When we drive in a car listening to any piece of music we want to hear, from anywhere in the world, we are richer than kings.

This is new. So Tom Wayman has been thinking a lot about the power and ubiquitous presence of music in our every days lives, giving rise to Helpless Angels (Thistledown $20), a series of poetic meditations.

“The story behind the book,” he says, “is my realization that my generation is the first generation in human history that became able to hear anyplace our choice of music performed by someone else.”

Wayman grew up back when hearing music meant you had to make music yourself, or go to a particular place at a certain time to hear it. A sing-along was part of most adult parties. Music, including choir, was compulsory in school.

“Every public meeting began with the crowd singing O Canada,” he recalls, “and ended with the crowd singing God Save the King, and after 1953, God Save the Queen. We sang in Boy Scouts as we marched and when we sat around the campfire. Labor hymns sung by all were part of many union meetings.”

Tom Wayman: water music man

Then came the LP, the 45 and car radios. Then came the radio disk jockey and the transistor radio and the jukebox. Then came 8-tracks and cassettes and Walkmans.  “All meant that music made by others could be heard in more places,” he says. “By then anyplace you went you could hear the music you wanted to hear when you wanted to hear it. So this book explores how this development has influenced our lives.”

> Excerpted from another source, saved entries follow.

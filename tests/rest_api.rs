//! Conversation list, history, and cancel endpoints.

use std::sync::Arc;
use std::time::Duration;

use futures::StreamExt;
use parking_lot::Mutex;
use serde_json::{json, Value};

use bubbleflow::{
    bubble, BubbleRecord, ConversationSummary, HistoryContext, MessageContext, NewChatContext,
    Runtime,
};

async fn spawn_server(runtime: Runtime) -> String {
    let listener = tokio::net::TcpListener::bind("127.0.0.1:0").await.unwrap();
    let addr = listener.local_addr().unwrap();
    tokio::spawn(async move {
        axum::serve(listener, runtime.router()).await.unwrap();
    });
    format!("http://{addr}")
}

async fn get_json(url: &str, user_id: Option<&str>) -> Value {
    let mut req = reqwest::Client::new().get(url);
    if let Some(user_id) = user_id {
        req = req.header("User-Id", user_id);
    }
    let resp = req.send().await.unwrap();
    assert_eq!(resp.status(), 200);
    resp.json().await.unwrap()
}

#[tokio::test]
async fn conversation_list_preserves_handler_order() {
    let runtime = Runtime::new();
    runtime.set_conversation_list(
        "alice",
        vec![
            ConversationSummary::new("c1", "First", 100).unwrap(),
            ConversationSummary::new("c2", "Second", 200).unwrap(),
        ],
    );
    let base = spawn_server(runtime).await;

    let payload = get_json(&format!("{base}/api/conversations"), Some("alice")).await;
    let ids: Vec<&str> = payload["conversations"]
        .as_array()
        .unwrap()
        .iter()
        .map(|c| c["id"].as_str().unwrap())
        .collect();
    assert_eq!(ids, ["c1", "c2"]);
    assert_eq!(payload["conversations"][0]["title"], "First");
    assert_eq!(payload["conversations"][1]["updatedAt"], 200);
}

#[tokio::test]
async fn conversation_list_is_per_user_and_normalizes_header() {
    let runtime = Runtime::new();
    runtime.set_conversation_list(
        "alice",
        vec![ConversationSummary::new("c1", "Alice's", 1).unwrap()],
    );
    runtime.set_conversation_list(
        "anonymous",
        vec![ConversationSummary::new("c2", "Nobody's", 2).unwrap()],
    );
    let base = spawn_server(runtime).await;
    let url = format!("{base}/api/conversations");

    let padded = get_json(&url, Some("  alice  ")).await;
    assert_eq!(padded["conversations"][0]["id"], "c1");

    let missing = get_json(&url, None).await;
    assert_eq!(missing["conversations"][0]["id"], "c2");

    let blank = get_json(&url, Some("   ")).await;
    assert_eq!(blank["conversations"][0]["id"], "c2");

    let unknown = get_json(&url, Some("bob")).await;
    assert_eq!(unknown["conversations"].as_array().unwrap().len(), 0);
}

#[tokio::test]
async fn history_without_handler_exports_the_session() {
    let runtime = Runtime::new();
    runtime.on_message(|_: MessageContext| async move {
        let reply = bubble().set("remembered").send().await?;
        reply.done().await;
        anyhow::Ok(())
    });
    let base = spawn_server(runtime).await;
    let client = reqwest::Client::new();

    client
        .post(format!("{base}/api/conversations/stream"))
        .json(&json!({ "conversationId": "kept", "message": "go" }))
        .send()
        .await
        .unwrap()
        .text()
        .await
        .unwrap();

    let payload = get_json(&format!("{base}/api/conversations/kept/messages"), None).await;
    assert_eq!(payload["conversationId"], "kept");
    let messages = payload["messages"].as_array().unwrap();
    assert_eq!(messages.len(), 1);
    assert_eq!(messages[0]["content"], "remembered");
    assert_eq!(messages[0]["type"], "text");
}

#[tokio::test]
async fn history_handler_receives_context() {
    let runtime = Runtime::new();
    let seen: Arc<Mutex<Option<(String, String)>>> = Arc::new(Mutex::new(None));
    {
        let seen = seen.clone();
        runtime.on_history(move |ctx: HistoryContext| {
            let seen = seen.clone();
            async move {
                *seen.lock() = Some((ctx.conversation_id, ctx.user_id));
                Vec::<BubbleRecord>::new()
            }
        });
    }
    let base = spawn_server(runtime).await;

    let payload = get_json(
        &format!("{base}/api/conversations/abc/messages"),
        Some("user-123"),
    )
    .await;
    assert_eq!(payload["messages"].as_array().unwrap().len(), 0);
    assert_eq!(
        seen.lock().clone(),
        Some(("abc".to_string(), "user-123".to_string()))
    );
}

#[tokio::test]
async fn history_handler_positional_convention_works() {
    let runtime = Runtime::new();
    let seen: Arc<Mutex<Option<(String, String)>>> = Arc::new(Mutex::new(None));
    {
        let seen = seen.clone();
        runtime.on_history(move |conversation_id: String, user_id: String| {
            let seen = seen.clone();
            async move {
                *seen.lock() = Some((conversation_id, user_id));
                Vec::<BubbleRecord>::new()
            }
        });
    }
    let base = spawn_server(runtime).await;

    get_json(&format!("{base}/api/conversations/abc/messages"), None).await;
    assert_eq!(
        seen.lock().clone(),
        Some(("abc".to_string(), "anonymous".to_string()))
    );
}

#[tokio::test]
async fn history_handler_may_return_drafts() {
    let runtime = Runtime::new();
    runtime.on_history(|_: HistoryContext| async move {
        vec![bubble().role("assistant").kind("text").set("Saved")]
    });
    let base = spawn_server(runtime).await;

    let payload = get_json(&format!("{base}/api/conversations/abc/messages"), None).await;
    let messages = payload["messages"].as_array().unwrap();
    assert_eq!(messages.len(), 1);
    assert_eq!(messages[0]["role"], "assistant");
    assert_eq!(messages[0]["content"], "Saved");
}

#[tokio::test]
async fn history_handler_returning_nothing_falls_back_to_sent_bubbles() {
    let runtime = Runtime::new();
    runtime.on_history(|_: HistoryContext| async move {
        // no sink here: the bubble binds, records, and is marked done
        let sent = bubble().set("From send").send().await?;
        assert!(sent.is_done());
        anyhow::Ok(())
    });
    let base = spawn_server(runtime).await;

    let payload = get_json(&format!("{base}/api/conversations/abc/messages"), None).await;
    let messages = payload["messages"].as_array().unwrap();
    assert_eq!(messages.len(), 1);
    assert_eq!(messages[0]["content"], "From send");
}

#[tokio::test]
async fn second_stream_on_one_conversation_is_rejected() {
    let runtime = Runtime::new();
    runtime.on_message(|_: MessageContext| async move {
        let reply = bubble().send().await?;
        reply.stream("busy").await;
        tokio::time::sleep(Duration::from_secs(30)).await;
        anyhow::Ok(())
    });
    let base = spawn_server(runtime).await;
    let client = reqwest::Client::new();

    let first = client
        .post(format!("{base}/api/conversations/stream"))
        .json(&json!({ "conversationId": "solo", "message": "go" }))
        .send()
        .await
        .unwrap();
    assert_eq!(first.status(), 200);
    // make sure the first stream is attached and producing
    let mut stream = first.bytes_stream();
    stream.next().await.unwrap().unwrap();

    let second = client
        .post(format!("{base}/api/conversations/stream"))
        .json(&json!({ "conversationId": "solo", "message": "go" }))
        .send()
        .await
        .unwrap();
    assert_eq!(second.status(), 409);
    let body: Value = second.json().await.unwrap();
    assert!(body["error"].as_str().unwrap().contains("already active"));
}

#[tokio::test]
async fn restricted_cors_echoes_only_listed_origins() {
    let runtime = Runtime::new();
    let listener = tokio::net::TcpListener::bind("127.0.0.1:0").await.unwrap();
    let addr = listener.local_addr().unwrap();
    let router = runtime.router_with_origins(vec!["http://localhost:5173".to_string()]);
    tokio::spawn(async move {
        axum::serve(listener, router).await.unwrap();
    });
    let url = format!("http://{addr}/api/conversations");
    let client = reqwest::Client::new();

    let allowed = client
        .get(&url)
        .header("Origin", "http://localhost:5173")
        .send()
        .await
        .unwrap();
    assert_eq!(
        allowed.headers()["access-control-allow-origin"],
        "http://localhost:5173"
    );

    let denied = client
        .get(&url)
        .header("Origin", "http://evil.example")
        .send()
        .await
        .unwrap();
    assert!(denied.headers().get("access-control-allow-origin").is_none());
}

#[tokio::test]
async fn cancel_of_unknown_stream_reports_unknown() {
    let base = spawn_server(Runtime::new()).await;
    let payload: Value = reqwest::Client::new()
        .post(format!("{base}/api/streams/no-such-stream/cancel"))
        .send()
        .await
        .unwrap()
        .json()
        .await
        .unwrap();
    assert_eq!(payload["status"], "unknown");
}

#[tokio::test]
async fn new_chat_handler_positional_convention_works() {
    let runtime = Runtime::new();
    let seen: Arc<Mutex<Option<(String, String)>>> = Arc::new(Mutex::new(None));
    {
        let seen = seen.clone();
        runtime.on_new_chat(move |conversation_id: String, user_id: String| {
            let seen = seen.clone();
            async move {
                *seen.lock() = Some((conversation_id, user_id));
            }
        });
    }
    let base = spawn_server(runtime).await;

    reqwest::Client::new()
        .post(format!("{base}/api/conversations/stream"))
        .header("User-Id", "user-123")
        .json(&json!({}))
        .send()
        .await
        .unwrap()
        .text()
        .await
        .unwrap();

    let seen = seen.lock().clone().unwrap();
    assert!(!seen.0.is_empty(), "conversation id was minted");
    assert_eq!(seen.1, "user-123");
}
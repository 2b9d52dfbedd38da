//! Stream sink: the per-request NDJSON frame emitter.
//!
//! A sink is bound to one HTTP response body for its whole life. Emits from
//! any task funnel through an async mutex so `streamId` + `seq` stamping and
//! the channel send happen as one ordered step: per sink, `seq` is gap-free
//! and frames are totally ordered. The write buffer is bounded; a slow client
//! transparently throttles the emitting task.

use std::sync::atomic::{AtomicU64, Ordering};
use std::sync::Arc;

use tokio::sync::mpsc;
use tokio::time::Instant;
use tokio_util::sync::CancellationToken;

use crate::events::{frame_line, StreamEvent};

/// Max frames buffered towards the response body before emits start blocking.
pub(crate) const SINK_BUFFER_FRAMES: usize = 256;

/// Handle to the frame emitter of one stream. Cheap to clone; all clones
/// share the same writer, sequence counter, and closed flag.
#[derive(Clone, Debug)]
pub struct StreamSink {
    inner: Arc<SinkInner>,
}

#[derive(Debug)]
struct SinkInner {
    stream_id: String,
    closed: CancellationToken,
    writer: tokio::sync::Mutex<FrameWriter>,
    activity_frames: AtomicU64,
    last_activity: parking_lot::Mutex<Instant>,
}

#[derive(Debug)]
struct FrameWriter {
    seq: u64,
    tx: Option<mpsc::Sender<String>>,
}

impl StreamSink {
    /// Creates a sink plus the receiving end of its write buffer, which the
    /// HTTP adapter turns into the response body.
    pub(crate) fn new(stream_id: String) -> (Self, mpsc::Receiver<String>) {
        let (tx, rx) = mpsc::channel(SINK_BUFFER_FRAMES);
        let sink = Self {
            inner: Arc::new(SinkInner {
                stream_id,
                closed: CancellationToken::new(),
                writer: tokio::sync::Mutex::new(FrameWriter { seq: 0, tx: Some(tx) }),
                activity_frames: AtomicU64::new(0),
                last_activity: parking_lot::Mutex::new(Instant::now()),
            }),
        };
        (sink, rx)
    }

    pub fn stream_id(&self) -> &str {
        &self.inner.stream_id
    }

    pub fn is_closed(&self) -> bool {
        self.inner.closed.is_cancelled()
    }

    /// Token cancelled once the sink is closed, either explicitly or because
    /// the response body went away mid-write.
    pub(crate) fn closed_token(&self) -> CancellationToken {
        self.inner.closed.clone()
    }

    /// Count of handler-activity frames written so far and the time of the
    /// most recent one. Feeds the controller's first-event and idle timers.
    pub(crate) fn activity(&self) -> (u64, Instant) {
        (
            self.inner.activity_frames.load(Ordering::Acquire),
            *self.inner.last_activity.lock(),
        )
    }

    /// Stamps, serializes, and writes one frame.
    ///
    /// A closed sink swallows the frame silently: late writes from finalize
    /// paths and handlers that ignore cancellation must be tolerated. A
    /// write failure (client disconnect) closes the sink for good.
    pub async fn emit(&self, event: StreamEvent) {
        if self.is_closed() {
            return;
        }
        let mut writer = self.inner.writer.lock().await;
        if self.is_closed() {
            return;
        }
        let Some(tx) = writer.tx.clone() else {
            return;
        };

        let line = frame_line(&self.inner.stream_id, writer.seq, &event);
        tokio::select! {
            sent = tx.send(line) => {
                if sent.is_err() {
                    writer.tx = None;
                    self.inner.closed.cancel();
                    return;
                }
            }
            // close() unblocks emits stuck on a full buffer
            _ = self.inner.closed.cancelled() => {
                return;
            }
        }

        writer.seq += 1;
        if event.counts_as_activity() {
            self.inner.activity_frames.fetch_add(1, Ordering::Release);
            *self.inner.last_activity.lock() = Instant::now();
        }
    }

    /// Marks the sink closed and releases the writer so the response body
    /// ends. Emits nothing itself; idempotent.
    pub(crate) async fn close(&self) {
        self.inner.closed.cancel();
        self.inner.writer.lock().await.tx = None;
    }
}
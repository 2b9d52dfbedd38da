//! Bubbles: the incrementally-mutable message fragments handlers build.
//!
//! A [`BubbleDraft`] is a free value with no session affiliation; `send()`
//! binds it into the active session and returns a [`Bubble`] handle. Handles
//! address their state by id through the session, so a handle held across
//! `clear_conversation()` simply stops resolving and its mutations become
//! silent no-ops.

use serde::{Deserialize, Serialize};
use serde_json::{Map, Value};
use std::sync::Arc;

use crate::config::{merge_config, ConfigPatch};
use crate::context::ActiveContext;
use crate::error::RuntimeError;
use crate::events::StreamEvent;
use crate::ids::{new_id, now_rfc3339};
use crate::session::Session;
use crate::sink::StreamSink;

const DEFAULT_ROLE: &str = "assistant";
const DEFAULT_KIND: &str = "text";

/// Session-owned state of one bubble.
#[derive(Debug, Clone)]
pub(crate) struct BubbleState {
    pub id: String,
    pub role: String,
    pub kind: String,
    pub content: String,
    pub config: Map<String, Value>,
    pub created_at: Option<String>,
    pub done: bool,
}

impl BubbleState {
    pub(crate) fn to_record(&self) -> BubbleRecord {
        BubbleRecord {
            id: self.id.clone(),
            role: self.role.clone(),
            content: self.content.clone(),
            kind: self.kind.clone(),
            config: self.config.clone(),
            created_at: self.created_at.clone(),
        }
    }
}

/// Plain wire form of a bubble, as served by the history endpoint.
#[derive(Debug, Clone, Serialize, Deserialize)]
pub struct BubbleRecord {
    #[serde(default)]
    pub id: String,
    #[serde(default = "default_role")]
    pub role: String,
    #[serde(default)]
    pub content: String,
    #[serde(rename = "type", default = "default_kind")]
    pub kind: String,
    #[serde(default)]
    pub config: Map<String, Value>,
    #[serde(rename = "createdAt", default)]
    pub created_at: Option<String>,
}

fn default_role() -> String {
    DEFAULT_ROLE.to_string()
}

fn default_kind() -> String {
    DEFAULT_KIND.to_string()
}

impl BubbleRecord {
    /// Collapses the record to the `{role, content}` pair chat-completion
    /// APIs expect.
    pub fn to_chat_message(&self) -> ChatMessage {
        ChatMessage {
            role: self.role.clone(),
            content: self.content.clone(),
        }
    }
}

/// `{role, content}` pair for forwarding history to an LLM API.
#[derive(Debug, Clone, PartialEq, Eq, Serialize, Deserialize)]
pub struct ChatMessage {
    pub role: String,
    pub content: String,
}

/// Builds a detached bubble template. Pure; callable anywhere.
pub fn bubble() -> BubbleDraft {
    BubbleDraft::default()
}

/// An unbound bubble template: desired role/type, pending content, pending
/// config. Reusable: `send()` takes `&self` and every call binds a fresh
/// bubble.
#[derive(Debug, Clone, Default)]
pub struct BubbleDraft {
    id: Option<String>,
    content: String,
    patch: ConfigPatch,
}

impl BubbleDraft {
    pub fn id(mut self, id: impl Into<String>) -> Self {
        self.id = Some(id.into());
        self
    }

    pub fn role(mut self, role: impl Into<String>) -> Self {
        self.patch = self.patch.role(role);
        self
    }

    pub fn kind(mut self, kind: impl Into<String>) -> Self {
        self.patch = self.patch.kind(kind);
        self
    }

    pub fn name(mut self, name: impl Into<String>) -> Self {
        self.patch = self.patch.name(name);
        self
    }

    pub fn clear_name(mut self) -> Self {
        self.patch = self.patch.clear_name();
        self
    }

    pub fn icon(mut self, icon: impl Into<String>) -> Self {
        self.patch = self.patch.icon(icon);
        self
    }

    pub fn clear_icon(mut self) -> Self {
        self.patch = self.patch.clear_icon();
        self
    }

    pub fn collapsible(mut self, collapsible: bool) -> Self {
        self.patch = self.patch.collapsible(collapsible);
        self
    }

    pub fn collapsible_by_default(mut self, by_default: bool) -> Self {
        self.patch = self.patch.collapsible_by_default(by_default);
        self
    }

    pub fn collapsible_title(mut self, title: impl Into<String>) -> Self {
        self.patch = self.patch.collapsible_title(title);
        self
    }

    pub fn collapsible_max_height(mut self, max_height: impl Into<Value>) -> Self {
        self.patch = self.patch.collapsible_max_height(max_height);
        self
    }

    pub fn bubble_bg_color(mut self, color: impl Into<String>) -> Self {
        self.patch = self.patch.bubble_bg_color(color);
        self
    }

    pub fn bubble_text_color(mut self, color: impl Into<String>) -> Self {
        self.patch = self.patch.bubble_text_color(color);
        self
    }

    pub fn bubble_border_color(mut self, color: impl Into<String>) -> Self {
        self.patch = self.patch.bubble_border_color(color);
        self
    }

    pub fn header_bg_color(mut self, color: impl Into<String>) -> Self {
        self.patch = self.patch.header_bg_color(color);
        self
    }

    pub fn header_text_color(mut self, color: impl Into<String>) -> Self {
        self.patch = self.patch.header_text_color(color);
        self
    }

    pub fn header_border_color(mut self, color: impl Into<String>) -> Self {
        self.patch = self.patch.header_border_color(color);
        self
    }

    pub fn header_icon_bg_color(mut self, color: impl Into<String>) -> Self {
        self.patch = self.patch.header_icon_bg_color(color);
        self
    }

    pub fn header_icon_text_color(mut self, color: impl Into<String>) -> Self {
        self.patch = self.patch.header_icon_text_color(color);
        self
    }

    pub fn extra(mut self, extra: Map<String, Value>) -> Self {
        self.patch = self.patch.extra(extra);
        self
    }

    /// Replaces the pending content.
    pub fn set(mut self, text: impl Into<String>) -> Self {
        self.content = text.into();
        self
    }

    /// Appends to the pending content.
    pub fn stream(mut self, text: impl AsRef<str>) -> Self {
        self.content.push_str(text.as_ref());
        self
    }

    /// Normalizes the draft into a plain record without binding it. Used by
    /// history handlers that return templates instead of records.
    pub fn to_record(&self) -> Result<BubbleRecord, RuntimeError> {
        let patch = self.patch.clone().normalize("bubble()")?;
        Ok(BubbleRecord {
            id: self.id.clone().unwrap_or_else(new_id),
            role: patch.role.unwrap_or_else(default_role),
            content: self.content.clone(),
            kind: patch.kind.unwrap_or_else(default_kind),
            config: patch.entries,
            created_at: None,
        })
    }

    /// `{role, content}` view of the pending draft.
    pub fn to_chat_message(&self) -> ChatMessage {
        let role = self
            .patch
            .clone()
            .normalize("bubble()")
            .ok()
            .and_then(|p| p.role)
            .unwrap_or_else(default_role);
        ChatMessage {
            role,
            content: self.content.clone(),
        }
    }

    /// Binds the template into the active session and returns the bound
    /// bubble.
    ///
    /// Emits the initial `config` frame (and a `set` frame when the draft
    /// carries content) on the context's sink. Without a sink the bubble is
    /// still recorded but marked done immediately; that is the history path.
    pub async fn send(&self) -> Result<Bubble, RuntimeError> {
        let ctx = ActiveContext::current()?;
        let patch = self.patch.clone().normalize("bubble()")?;

        let id = self.id.clone().unwrap_or_else(new_id);
        let role = patch.role.unwrap_or_else(default_role);
        let kind = patch.kind.unwrap_or_else(default_kind);

        let mut config = Map::new();
        merge_config(&mut config, &patch.entries);

        ctx.session.insert(BubbleState {
            id: id.clone(),
            role: role.clone(),
            kind: kind.clone(),
            content: self.content.clone(),
            config,
            created_at: Some(now_rfc3339()),
            done: ctx.sink.is_none(),
        })?;

        if let Some(sink) = &ctx.sink {
            let mut init_patch = Map::new();
            init_patch.insert("role".to_string(), Value::String(role));
            init_patch.insert("type".to_string(), Value::String(kind));
            init_patch.extend(patch.entries);
            sink.emit(StreamEvent::Config {
                bubble_id: id.clone(),
                patch: init_patch,
            })
            .await;

            if !self.content.is_empty() {
                sink.emit(StreamEvent::Set {
                    bubble_id: id.clone(),
                    content: self.content.clone(),
                })
                .await;
            }
        }

        Ok(Bubble {
            id,
            session: ctx.session,
            sink: ctx.sink,
        })
    }
}

/// Handle to a bubble bound into a session.
#[derive(Clone, Debug)]
pub struct Bubble {
    id: String,
    session: Arc<Session>,
    sink: Option<StreamSink>,
}

impl Bubble {
    pub(crate) fn attached(id: String, session: Arc<Session>, sink: Option<StreamSink>) -> Self {
        Self { id, session, sink }
    }

    pub fn id(&self) -> &str {
        &self.id
    }

    pub fn content(&self) -> String {
        self.session
            .with_bubble(&self.id, |state| state.content.clone())
            .unwrap_or_default()
    }

    pub fn role(&self) -> String {
        self.session
            .with_bubble(&self.id, |state| state.role.clone())
            .unwrap_or_else(default_role)
    }

    pub fn kind(&self) -> String {
        self.session
            .with_bubble(&self.id, |state| state.kind.clone())
            .unwrap_or_else(default_kind)
    }

    pub fn is_done(&self) -> bool {
        self.session
            .with_bubble(&self.id, |state| state.done)
            .unwrap_or(true)
    }

    /// Snapshot of the stored (merged) config.
    pub fn config_data(&self) -> Map<String, Value> {
        self.session
            .with_bubble(&self.id, |state| state.config.clone())
            .unwrap_or_default()
    }

    pub fn record(&self) -> Option<BubbleRecord> {
        self.session.with_bubble(&self.id, |state| state.to_record())
    }

    pub fn to_chat_message(&self) -> ChatMessage {
        ChatMessage {
            role: self.role(),
            content: self.content(),
        }
    }

    /// Replaces the content. Emits a `set` frame unless the bubble is done
    /// or the handle is stale.
    pub async fn set(&self, text: impl Into<String>) {
        let content = text.into();
        let event = self.session.with_bubble(&self.id, |state| {
            state.content = content.clone();
            (!state.done).then(|| StreamEvent::Set {
                bubble_id: state.id.clone(),
                content: content.clone(),
            })
        });
        self.emit(event.flatten()).await;
    }

    /// Appends a chunk. Emits a `delta` frame unless the bubble is done or
    /// the handle is stale.
    pub async fn stream(&self, text: impl AsRef<str>) {
        let chunk = text.as_ref().to_string();
        let event = self.session.with_bubble(&self.id, |state| {
            state.content.push_str(&chunk);
            (!state.done).then(|| StreamEvent::Delta {
                bubble_id: state.id.clone(),
                content: chunk.clone(),
            })
        });
        self.emit(event.flatten()).await;
    }

    /// Validates and merges a config patch, emitting a `config` frame with
    /// the incoming patch. `role`/`type` updates travel in the patch.
    pub async fn config(&self, patch: ConfigPatch) -> Result<(), RuntimeError> {
        let patch = patch.normalize("bubble.config()")?;
        let event = self.session.with_bubble(&self.id, |state| {
            let mut event_patch = Map::new();
            if let Some(role) = &patch.role {
                state.role = role.clone();
                event_patch.insert("role".to_string(), Value::String(role.clone()));
            }
            if let Some(kind) = &patch.kind {
                state.kind = kind.clone();
                event_patch.insert("type".to_string(), Value::String(kind.clone()));
            }
            if !patch.entries.is_empty() {
                merge_config(&mut state.config, &patch.entries);
                event_patch.extend(patch.entries.clone());
            }
            (!state.done && !event_patch.is_empty()).then(|| StreamEvent::Config {
                bubble_id: state.id.clone(),
                patch: event_patch,
            })
        });
        self.emit(event.flatten()).await;
        Ok(())
    }

    /// Finalizes the bubble. The `done` frame is emitted exactly once; later
    /// calls are no-ops.
    pub async fn done(&self) {
        let event = self.session.with_bubble(&self.id, |state| {
            (!state.done).then(|| {
                state.done = true;
                StreamEvent::BubbleDone {
                    bubble_id: state.id.clone(),
                }
            })
        });
        self.emit(event.flatten()).await;
    }

    async fn emit(&self, event: Option<StreamEvent>) {
        if let (Some(event), Some(sink)) = (event, &self.sink) {
            sink.emit(event).await;
        }
    }
}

Some poems honor certain musicians who have been important to his life; others capture something of the music found in nature. The online and print magazine for innovative music, Musicworks, based in Toronto, has an annual national literary competition focused on the sound of a place. Wayman’s winning poem for its Sonic Geography literary contest deals with the differences in the music of wind in the subalpine and on the valley floor, and the different “musics” that are audible while a creek descends the mountainside toward the Slocan River.

Some poems are song-like; others are road-poems, others mourn the death of a dear friend. The book’s title poem was originally published in The Hudson Review.

“We’re the first people in the long cavalcade of human history ever to have access to so much music that we don’t have to make ourselves, or go to a special place at an announced time to listen to,” Wayman says.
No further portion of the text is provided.